There are some signs, however, that the prospect of a shutdown has alarmed Republicans, who think that while the aim of getting rid of Obamacare is admirable, the strategy is suicidal. The argument that the shutdown crowd is actually electorally helping the Democratic Congressional Campaign Committee (by infighting with their own colleagues and egging them on toward an unpopular strategy) has some resonance among GOP members. (The Wall Street Journal editorial board warns, “The kamikazes could end up ensuring the return of all-Democratic rule.”)
In the House, GOP staffers have taken to calling out a major instigator of the shutdown hooey, Sen. Ted Cruz (R-Tex.) (“anger at Cruz carries a fairly broad base among House Republicans, many of whom view his Obamacare push as self-destructive to the party”).

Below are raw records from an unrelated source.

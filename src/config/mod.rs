//! Configuration module for meterlog.
//!
//! Provides YAML-based configuration loading and validation for:
//! - The meter list (hot-reloaded, see [`DeviceRegistry`])
//! - Device model register maps ([`ProfileStore`])
//! - The telemetry sink ([`SinkConfig`], read once at startup)

mod profile;
mod registry;
mod sink;
mod source;
mod validation;

pub use profile::{ParameterMap, ProfileStore};
pub use registry::{BusParams, DeviceDescriptor, DeviceRegistry, MAX_SLAVE_ADDRESS, MeterFile};
pub use sink::{DEFAULT_INFLUX_PORT, DEFAULT_SINK_TIMEOUT, SinkConfig, SinkDriver};
pub use source::{ConfigSource, FileSource, MemorySource, SourceVersion};
pub use validation::{ConfigError, MAX_INTERVAL, expand_env_vars, parse_interval};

Conservatives opposed to a shutdown strategy seem to be making progress in debunking the hard right’s nonsense claim that unless a Republican votes for a shutdown he’s an Obamacare supporter.
In a TV appearance, Budget Committee chairman Paul Ryan (R-Wis.) told a local Wisconsin interviewer, “Well, I don’t think we’ll have a government shutdown, but we want to do anything we can possible to delay Obamacare. One of the problems is there’s a little misconception out there, that if we stop funding what we call discretionary spending, that that stops Obamacare. It doesn’t. Entitlements continue on. Social Security and Medicare, those things continue, even if we have a government shutdown.” He explained, ” Obamacare is an entitlement. So it’s not within the power of the House Republicans unilaterally to defund Obamacare by just passing one bill and it happens. To defund or delay Obamacare, Obama himself has to sign that bill into law. And so what we’re trying to do is figure out the best way of maximizing our leverage to get the president to delay his health-care law.”
At National Review Online, Avik Roy likewise counsels that “the chances that President Obama will agree to defund his signature achievement are zero, whereas the chances that the public would punish Republicans for shutting down the government are, shall we say, non-zero.”
He favors Majority leader Eric Cantor’s approach. (The House “would simultaneously fund the government, including Obamacare, at sequester levels while also passing a separate resolution that would amend the CR to defund Obamacare. By using this mechanism, the House would force the Senate to vote on the defunding resolution, while preserving the sequester-driven spending caps, and also ensuring that any government shutdown would be the fault of Democrats in the Senate.”)
And he picks up on the irritation of a growing number of elected officials with Heritage Action (“I’m not sure who died and made Heritage pope, but apparently Heritage Action thinks it has the authority to excommunicate Paul Ryan, Tom Coburn, Grover Norquist, and countless others from the conservative movement.”) He turns tables, labeling GOP conservatives who insist the only chance to kill Obamacare is through a suicidal shutdown this fall as the real “surrender caucus.”
Other conservatives like James Capretta and Jeffrey Anderson, who have not only worked assiduously for Obamacare’s repeal, but crafted alternatives to Obamacare (something the Cruz-Lee-Marco Rubio faction hasn’t done), also tell conservatives that while the public is with them on getting rid of Obamacare, a shutdown remains unpopular and will lose them support. Instead, they encourage “GOP leaders and rank-and-file members [who] are coalescing around the view that Obamacare should be their primary target—and that delaying it should be their principal short-term goal political perspective.” They point to polling that strongly supports their strategy.
What these opponents of the shutdown strategy can do is provide protection to House members who fear being labeled as soft on Obamacare. By making clear the choice is one of strategy –rejecting a bad one in favor of one that might work — they go a long way toward putting pressure on the pro-shutdown squad to explain how their plan is actually going to work.
With Congress returning this week it will become more clear where the majority of GOP conference are on the issue. A GOP House optimistic about a successful delay strategy emails, “The tougher challenge is finding the sweet spots for 218 votes + 60 votes + President’s signature.” That suggests a Plan B may be needed. It also reminds us why most political watchers think John Boehner has the worst job in Washington, D.C.